La bistecca danneggia sia te, sia il pianeta
Articolo di Time apparso su Panorama del 6/1/2000.
Nel corso del prossimo secolo scopriremo di non poter più sostenere i costi della produzione di massa di bovini, ovini, suini, pollame e pesce, per nutrire una popolazione crescente. Questi costi comprendono lo spreco di acqua e terreni, l'inquinamento massiccio da escrementi animali, la percentuale crescente di disturbi cardiaci e altre malattie degenerative, la distruzione delle foreste, da cui dipende la vita del nostro pianeta.
Gli allevamenti intensivi sono spietate fabbriche di carne, lager in cui gli animali non sono tenuti in maggiore considerazione di una qualsiasi materia prima inanimata, imperfetta sostanza che l'uomo può e deve modificare per trarne il massimo profitto possibile. Già nel '94 il Parlamento Europeo auspicava una modifica dei trattati al fine di sostituire la definizione che classifica gli animali come prodotti agricoli con quella più corretta di "esseri senzienti". In questi anni però ben poco è cambiato: sono privati non solo di normali rapporti sociali con individui della loro specie, ma anche dello spazio necessario a girarsi o stendersi, rinchiusi in capannoni con illuminazione artificiale, forzati a nutrirsi in modo innaturale, fino ai casi estremi di vitelli anemici e mucche carnivore. Alla fine la morte, non sempre indolore, che sopraggiunge a liberare animali stremati dopo lunghi viaggi in condizioni spesso allucinanti.
Oggi il 41,5 % della spesa alimentare in Italia è costituito da carne; nel 1998 nella sola Italia sono stati macellati 625 milioni di animali, fra cui 4.408368 bovini, 12.570.735 suini, 7.805.829 ovini e caprini, 257.000 equini, 600 milioni di conigli, polli ed altri volatili.
La produzione intensiva inquina, crea sofferenze indicibili agli animali, ma produce molto in tempi brevi, pur richiedendo impressionanti quantità di energia. Occorrono un litro e mezzo di petrolio e quindici metri cubi di acqua ogni Kg di carne di manzo prodotta. L'inquinamento dovuto ai nitrati contenuti negli escrementi, inoltre, compromette le falde acquifere e contribuisce ad aggravare il problema dell'eutrofizzazione di fiumi e mari.

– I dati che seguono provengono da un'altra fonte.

//! Method comparison endpoint
//!
//! `POST /api/v1/root/compare` runs several methods on one problem and
//! returns one summary row per distinct method, in request order.

use axum::{extract::State, response::Json, routing::post, Router};
use rootfind_core::compare::{compare, CompareRow, Method};
use serde::Deserialize;

use super::{problem, run_blocking, AppState, DEFAULT_MAX_ITER, DEFAULT_TOL};
use crate::error::{ApiError, ApiJson};

/// Compare request
#[derive(Debug, Clone, Deserialize)]
#[serde(rename_all = "camelCase", default)]
pub struct CompareRequest {
    /// Method names, in output order
    pub methods: Vec<String>,
    /// Target function; `A=B` is read as `(A)-(B)`
    pub f: String,
    /// Fixed-point map
    pub g: String,
    /// Initial point
    pub x0: f64,
    /// Second seed or bracket end
    pub x1: f64,
    /// Convergence tolerance
    pub tol: f64,
    /// Iteration budget per method
    pub max_iter: usize,
}

impl Default for CompareRequest {
    fn default() -> Self {
        Self {
            methods: Vec::new(),
            f: String::new(),
            g: String::new(),
            x0: 0.0,
            x1: 0.0,
            tol: DEFAULT_TOL,
            max_iter: DEFAULT_MAX_ITER,
        }
    }
}

/// Build the compare routes
pub fn routes() -> Router<AppState> {
    Router::new().route("/compare", post(compare_handler))
}

/// POST /compare
async fn compare_handler(
    State(state): State<AppState>,
    ApiJson(req): ApiJson<CompareRequest>,
) -> Result<Json<Vec<CompareRow>>, ApiError> {
    let methods = req
        .methods
        .iter()
        .map(|m| m.trim().parse::<Method>())
        .collect::<Result<Vec<_>, _>>()?;

    let mut cfg = problem(&state, &req.f, &req.g, req.x0, req.tol, req.max_iter)?;
    cfg.x1 = req.x1;

    let rows = run_blocking(move || compare(&methods, &cfg)).await?;

    tracing::info!(
        methods = rows.len(),
        converged = rows.iter().filter(|r| r.converged).count(),
        "compare finished"
    );

    Ok(Json(rows))
}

Come se tutto ciò non bastasse, il bilancio tra proteine investite e ottenute nel prodotto finito è negativo, ed in un mondo dove gli affamati sono più di 800 milioni il 34% della produzione mondiale di cereali è destinata agli allevamenti dei paesi industrializzati.
Gli ambientalisti parlano di riduzione del consumo di carne e di zootecnia biologica. Gli animalisti non si accontentano di questo: contestano fast food (Mc Donald's e simili) e slow food (l'Arci Gola organizza menu di cacciagione con l'Arci Caccia) e propongono una scelta vegan (nessun prodotto di origine animale, quindi nemmeno uova, latte e derivati). I vegetariani e i vegan non rinunciano, scelgono.